Es handelt sich um ein Chat- und Kommunikationsprogramm namens Discord, das Schüler sonst insbesondere für Computerspiele einsetzen. Hose findet die Plattform geeignet, auch aus datenschutzrechtlicher Sicht. Immerhin kann man Discord browser-basiert nutzen, was bedeutet, dass man sich dort nicht anmelden muss. Nur die IP-Adressen der Teilnehmer würden übermittelt. Aber die stünden ja in keinem Zusammenhang mit den Klarnamen der Schüler, so der Lehrer. Am Ende sind alle 26 Schüler dabei – und etwas später der Datenschützer in der Spur.
Ein Bußgeld bis zu 1000 Euro steht im Raum. „Nichts gegen Kreativität. Aber sobald Kinderdaten rechtswidrig verarbeitet worden sein sollten und die Gefahr besteht, dass diese von unbefugten Dritten zur Profilbildung genutzt werden könnten, hört der Spaß auf“, betont Hasse gegenüber dieser Zeitung.
Hose nimmt sich einen Anwalt. Im Schreiben des Datenschützers vom 5. August ist davon die Rede, dass „personenbezogene Daten der Schüler (Klarnamen, d. h. Vor- und Zunamen, E-Mail-Adressen etc)“an Discord übermittelt worden seien. Ohne Einwilligung der Eltern. Deshalb werde Hose gemäß Ordnungswidrigkeitengesetz verwarnt.
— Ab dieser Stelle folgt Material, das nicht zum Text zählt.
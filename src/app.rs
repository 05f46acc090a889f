use tracing::{debug, info, warn};

use crate::poller::PollEvent;
use crate::state::{BatteryState, BatteryStore, Observer};

/// What the UI loop should do after an event has been applied.
#[derive(Debug, Clone, Copy, PartialEq, Eq)]
pub enum Transition {
    /// Probe found a battery: show the tray and start the poller.
    StartPolling,
    /// Probe found no battery: show the modal notice and exit.
    NoBattery,
    Updated,
    Unchanged,
}

/// The single consumer of poll events. All state mutation goes through here.
#[derive(Default)]
pub struct App {
    store: BatteryStore,
}

impl App {
    pub fn new() -> Self {
        Self::default()
    }

    pub fn state(&self) -> BatteryState {
        self.store.snapshot()
    }

    pub fn subscribe(&mut self, observer: Observer) {
        self.store.subscribe(observer);
    }

    pub fn handle(&mut self, event: PollEvent) -> Transition {
        match event {
            PollEvent::Probed(true) => {
                if self.store.mark_capability_checked() {
                    info!("battery detected, starting poller");
                    Transition::StartPolling
                } else {
                    Transition::Unchanged
                }
            }
            PollEvent::Probed(false) => {
                warn!("no battery detected");
                Transition::NoBattery
            }
            PollEvent::Reading(reading) => {
                if !self.store.snapshot().has_checked_capability {
                    debug!("reading before probe, ignoring");
                    return Transition::Unchanged;
                }
                if self.store.apply(reading) {
                    debug!(
                        percentage = reading.percentage,
                        charging = reading.is_charging,
                        low_power = reading.is_low_power_mode,
                        "battery state updated"
                    );
                    Transition::Updated
                } else {
                    Transition::Unchanged
                }
            }
        }
    }
}
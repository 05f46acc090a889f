use std::sync::Arc;

use crossbeam_channel::unbounded;
use tao::{
    event::Event,
    event_loop::{ControlFlow, EventLoopBuilder},
};
use tray_icon::menu::MenuEvent;
use tracing::{error, info, warn};

use crate::actions;
use crate::app::{App, Transition};
use crate::command::{ShellCommand, StatusCommand};
use crate::config::AppConfig;
use crate::icon::IconSet;
use crate::launch::LaunchAgent;
use crate::poller::{self, PollEvent, PollerHandle};
use crate::power::{LowPowerQuery, SystemLowPower};
use crate::probe;
use crate::state::BatteryState;
use crate::tray::{self, MenuItems, Presenter};

enum UserEvent {
    Menu(MenuEvent),
    Poll(PollEvent),
}

/// Run the menu bar app. Never returns.
pub fn run(cfg: AppConfig) -> ! {
    let name = cfg.identity.name.clone();
    let command: Arc<dyn StatusCommand> = Arc::new(ShellCommand::from_settings(&cfg.status));
    let low_power: Arc<dyn LowPowerQuery> = Arc::new(SystemLowPower);

    let launch_agent = match LaunchAgent::for_current_exe(&cfg.launch.label) {
        Ok(agent) => Some(agent),
        Err(e) => {
            warn!(error = %e, "launch at login unavailable");
            None
        }
    };

    let mut event_loop = EventLoopBuilder::<UserEvent>::with_user_event().build();

    // No dock icon; must be set before run()
    {
        use tao::platform::macos::{ActivationPolicy, EventLoopExtMacOS};
        event_loop.set_activation_policy(ActivationPolicy::Accessory);
    }

    let proxy = event_loop.create_proxy();
    MenuEvent::set_event_handler(Some(move |event| {
        let _ = proxy.send_event(UserEvent::Menu(event));
    }));

    // Worker threads report over a channel; forward into the event loop.
    let (poll_tx, poll_rx) = unbounded::<PollEvent>();
    let proxy = event_loop.create_proxy();
    std::thread::spawn(move || {
        for event in poll_rx.iter() {
            if proxy.send_event(UserEvent::Poll(event)).is_err() {
                break;
            }
        }
    });

    probe::spawn(command.clone(), poll_tx.clone());

    let mut app = App::new();
    let mut menu_items: Option<MenuItems> = None;
    let mut poll_handle: Option<PollerHandle> = None;

    event_loop.run(move |event, _target, control_flow| {
        *control_flow = ControlFlow::Wait;

        match event {
            Event::UserEvent(UserEvent::Poll(poll_event)) => match app.handle(poll_event) {
                Transition::StartPolling => {
                    let login_enabled = launch_agent.as_ref().is_some_and(LaunchAgent::is_enabled);
                    let (menu, items) =
                        tray::build_menu(&name, &app.state().status_text(), login_enabled);
                    let tray_icon = match tray::build_tray(menu, &name) {
                        Ok(tray_icon) => tray_icon,
                        Err(e) => {
                            error!(error = %e, "failed to build tray icon");
                            *control_flow = ControlFlow::Exit;
                            return;
                        }
                    };
                    let presenter = Presenter::new(
                        tray_icon,
                        items.status_item.clone(),
                        IconSet::builtin(),
                        name.clone(),
                    );
                    app.subscribe(Box::new(move |state: &BatteryState| presenter.render(state)));
                    menu_items = Some(items);
                    info!("tray icon created");

                    // Wake up the run loop so the icon appears
                    {
                        use objc2_core_foundation::CFRunLoop;
                        if let Some(rl) = CFRunLoop::main() {
                            rl.wake_up();
                        }
                    }

                    poll_handle = Some(poller::start(
                        command.clone(),
                        low_power.clone(),
                        poll_tx.clone(),
                    ));
                }
                Transition::NoBattery => {
                    if let Err(e) = actions::show_no_battery_alert() {
                        warn!(error = %e, "failed to show no-battery alert");
                    }
                    *control_flow = ControlFlow::Exit;
                }
                Transition::Updated | Transition::Unchanged => {}
            },

            Event::UserEvent(UserEvent::Menu(event)) => {
                let Some(items) = menu_items.as_ref() else {
                    return;
                };
                if event.id == items.quit_item.id() {
                    info!("quit requested");
                    poll_handle.take();
                    *control_flow = ControlFlow::Exit;
                } else if event.id == items.settings_item.id() {
                    if let Err(e) = actions::open_battery_settings() {
                        warn!(error = %e, "failed to open battery settings");
                    }
                } else if event.id == items.login_item.id() {
                    match launch_agent.as_ref().map(LaunchAgent::enable) {
                        Some(Ok(())) => items.login_item.set_enabled(false),
                        Some(Err(e)) => warn!(error = %e, "failed to enable launch at login"),
                        None => warn!("launch at login unavailable"),
                    }
                } else if event.id == items.about_item.id() {
                    if let Err(e) = actions::show_about(&name, env!("CARGO_PKG_VERSION")) {
                        warn!(error = %e, "failed to show about dialog");
                    }
                }
            }

            _ => {}
        }
    })
}
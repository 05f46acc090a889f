/// Query for the OS low-power-mode flag.
pub trait LowPowerQuery: Send + Sync {
    fn is_enabled(&self) -> bool;
}

/// Reads the flag from `NSProcessInfo` on macOS. Always off elsewhere.
#[derive(Debug, Default, Clone, Copy)]
pub struct SystemLowPower;

impl LowPowerQuery for SystemLowPower {
    #[cfg(target_os = "macos")]
    fn is_enabled(&self) -> bool {
        use objc2_foundation::NSProcessInfo;
        NSProcessInfo::processInfo().isLowPowerModeEnabled()
    }

    #[cfg(not(target_os = "macos"))]
    fn is_enabled(&self) -> bool {
        false
    }
}

#[cfg(test)]
mod tests {
    use super::*;
    use crate::testing::FakeLowPower;

    #[cfg(not(target_os = "macos"))]
    #[test]
    fn test_low_power_off_without_macos() {
        assert!(!SystemLowPower.is_enabled());
    }

    #[test]
    fn test_query_reads_current_flag() {
        let fake = FakeLowPower::new(false);
        let query: &dyn LowPowerQuery = &fake;
        assert!(!query.is_enabled());
        fake.set(true);
        assert!(query.is_enabled());
        fake.set(false);
        assert!(!query.is_enabled());
    }
}
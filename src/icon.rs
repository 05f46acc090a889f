//! Menu bar icon selection and rendering.
//!
//! Every combination of visual state and 10% bucket has a glyph, named like
//! `charging-40`. Lookups for a name the set does not hold fall back to
//! `normal-100`.

use std::collections::HashMap;
use std::fmt;

use image::{ImageBuffer, Rgba, RgbaImage};

use crate::state::BatteryState;

/// Glyph size in pixels.
pub const ICON_WIDTH: u32 = 36;
pub const ICON_HEIGHT: u32 = 18;

/// At or below this bucket the normal icon is drawn in colour.
pub const LOW_BATTERY_THRESHOLD: u8 = 20;

const BUCKET_STEP: u8 = 10;

const OUTLINE: Rgba<u8> = Rgba([0, 0, 0, 255]);
const MUTED_OUTLINE: Rgba<u8> = Rgba([128, 128, 128, 255]);
const FILL: Rgba<u8> = Rgba([0, 0, 0, 255]);
const LOW_FILL: Rgba<u8> = Rgba([235, 64, 52, 255]);
const CHARGING_FILL: Rgba<u8> = Rgba([52, 199, 89, 255]);
const LOW_POWER_FILL: Rgba<u8> = Rgba([255, 204, 0, 255]);
const BOLT: Rgba<u8> = Rgba([255, 255, 255, 255]);
const CLEAR: Rgba<u8> = Rgba([0, 0, 0, 0]);

/// The four mutually exclusive visual states.
#[derive(Debug, Clone, Copy, PartialEq, Eq, Hash)]
pub enum IconState {
    Normal,
    Charging,
    LowPower,
    LowPowerCharging,
}

impl IconState {
    pub const ALL: [IconState; 4] = [
        IconState::Normal,
        IconState::Charging,
        IconState::LowPower,
        IconState::LowPowerCharging,
    ];

    /// Low power mode takes precedence over charging alone.
    pub fn from_flags(is_charging: bool, is_low_power_mode: bool) -> Self {
        match (is_low_power_mode, is_charging) {
            (true, true) => IconState::LowPowerCharging,
            (true, false) => IconState::LowPower,
            (false, true) => IconState::Charging,
            (false, false) => IconState::Normal,
        }
    }

    pub fn as_str(&self) -> &'static str {
        match self {
            IconState::Normal => "normal",
            IconState::Charging => "charging",
            IconState::LowPower => "lpm",
            IconState::LowPowerCharging => "lpmcharging",
        }
    }

    fn is_charging(&self) -> bool {
        matches!(self, IconState::Charging | IconState::LowPowerCharging)
    }
}

/// Identifies one glyph: visual state plus percentage bucket.
#[derive(Debug, Clone, Copy, PartialEq, Eq, Hash)]
pub struct IconKey {
    pub state: IconState,
    pub level: u8,
}

impl IconKey {
    pub const DEFAULT: IconKey = IconKey {
        state: IconState::Normal,
        level: 100,
    };

    /// Normal glyphs at or below the low threshold are drawn in colour.
    fn is_low_colour(&self) -> bool {
        self.state == IconState::Normal && self.level <= LOW_BATTERY_THRESHOLD
    }

    /// Every key the built-in set renders.
    pub fn all() -> impl Iterator<Item = IconKey> {
        IconState::ALL.into_iter().flat_map(|state| {
            (0..=100)
                .step_by(BUCKET_STEP as usize)
                .map(move |level| IconKey { state, level })
        })
    }
}

impl fmt::Display for IconKey {
    fn fmt(&self, f: &mut fmt::Formatter<'_>) -> fmt::Result {
        write!(f, "{}-{}", self.state.as_str(), self.level)
    }
}

/// Round a percentage to the nearest bucket (0, 10, ..., 100).
pub fn level_bucket(percentage: u8) -> u8 {
    let pct = percentage.min(100) as u16;
    (((pct + (BUCKET_STEP as u16) / 2) / BUCKET_STEP as u16) * BUCKET_STEP as u16) as u8
}

/// Icon to show for a state, and whether macOS should tint it as a template.
#[derive(Debug, Clone, Copy, PartialEq, Eq)]
pub struct IconChoice {
    pub key: IconKey,
    pub template: bool,
}

/// Pure mapping from battery state to icon.
pub fn select(state: &BatteryState) -> IconChoice {
    let key = IconKey {
        state: IconState::from_flags(state.is_charging, state.is_low_power_mode),
        level: level_bucket(state.percentage),
    };
    IconChoice {
        key,
        template: !key.is_low_colour() && key.state == IconState::Normal,
    }
}

/// Rendered glyphs keyed by `IconKey`. Always holds the default glyph.
pub struct IconSet {
    images: HashMap<IconKey, RgbaImage>,
}

impl IconSet {
    /// Every state and bucket.
    pub fn builtin() -> Self {
        Self::from_keys(IconKey::all())
    }

    /// Only the given keys, plus the default.
    pub fn from_keys(keys: impl IntoIterator<Item = IconKey>) -> Self {
        let mut images: HashMap<IconKey, RgbaImage> =
            keys.into_iter().map(|key| (key, render(key))).collect();
        images
            .entry(IconKey::DEFAULT)
            .or_insert_with(|| render(IconKey::DEFAULT));
        Self { images }
    }

    /// Look up a glyph, falling back to the default. Returns the key used.
    pub fn resolve(&self, key: IconKey) -> (IconKey, &RgbaImage) {
        match self.images.get(&key) {
            Some(image) => (key, image),
            None => {
                tracing::debug!(key = %key, "no icon for key, using default");
                (IconKey::DEFAULT, &self.images[&IconKey::DEFAULT])
            }
        }
    }
}

/// Draw a battery glyph: outline, terminal nub, level fill, and a bolt when charging.
pub fn render(key: IconKey) -> RgbaImage {
    let fill_colour = match key.state {
        IconState::Normal if key.is_low_colour() => LOW_FILL,
        IconState::Normal => FILL,
        IconState::Charging => CHARGING_FILL,
        IconState::LowPower | IconState::LowPowerCharging => LOW_POWER_FILL,
    };
    let outline = if fill_colour == FILL { OUTLINE } else { MUTED_OUTLINE };

    // Body spans x 1..=31, y 2..=15 with a 2px stroke.
    let (left, right, top, bottom) = (1u32, 31u32, 2u32, 15u32);
    let (inner_left, inner_right) = (left + 3, right - 3);
    let inner_width = inner_right - inner_left + 1;
    let filled = (inner_width * key.level as u32 + 50) / 100;

    ImageBuffer::from_fn(ICON_WIDTH, ICON_HEIGHT, |x, y| {
        let in_body = x >= left && x <= right && y >= top && y <= bottom;
        let on_stroke = in_body && (x < left + 2 || x > right - 2 || y < top + 2 || y > bottom - 2);
        let in_nub = (right + 1..=right + 3).contains(&x) && (6..=11).contains(&y);

        if key.state.is_charging() && in_bolt(x as f32, y as f32) {
            return if in_body && !on_stroke { BOLT } else { outline };
        }
        if on_stroke || in_nub {
            return outline;
        }
        let in_fill = x >= inner_left
            && x < inner_left + filled
            && y >= top + 3
            && y <= bottom - 3;
        if in_fill { fill_colour } else { CLEAR }
    })
}

/// Zigzag bolt centred on the body.
fn in_bolt(x: f32, y: f32) -> bool {
    let (top, mid, bottom) = (4.0, 8.5, 13.0);
    if !(top..=bottom).contains(&y) {
        return false;
    }
    let start = if y <= mid { top } else { mid };
    let centre = 18.0 - (y - start) * 0.9;
    (x - centre).abs() <= 1.5
}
Hose entgegnet, er habe in einem Schreiben an den Datenschützer angeboten, die Einwilligung nachträglich einzuholen, aber darauf sei nie eingegangen worden. „Ich bin erleichtert, dass das Ganze vorbei ist. Auch wenn ich die Verwarnung nach wie vor für nicht gerechtfertigt halte“, sagt er dieser Zeitung. Der Datenschützer räumt in seiner Verwarnung
aber zumindest ein: „Da Alternativen zum Präsenzunterricht zum Teil noch nicht vollständig zur Verfügung standen oder nicht durchweg funktionierten, mussten entsprechend Wege für einen funktionierenden Distanzunterricht erst gefunden werden.“Allerdings seien solche rechtskonformen Wege durchaus auffindbar gewesen.
Das indes ist umstritten. Viele Lehrer fühlen sich zu Beginn der Pandemie alleingelassen.
Auch warum das Verfahren so lange gedauert hat, bleibt vage. Das hänge von vielen Faktoren ab, insbesondere von der konkreten Beweislage, lässt Hasse ausrichten. Wie lange Verfahren im Schnitt dauern, kann seine Behörde nicht sagen.
Das verwendete Datenmanagementsystem sei technisch nicht in der Lage, eine durchschnittliche Verfahrensdauer zu ermitteln. „Sonstige händische Statistiken, die diesen Wert widerspiegeln könnten, werden nicht geführt“, heißt es.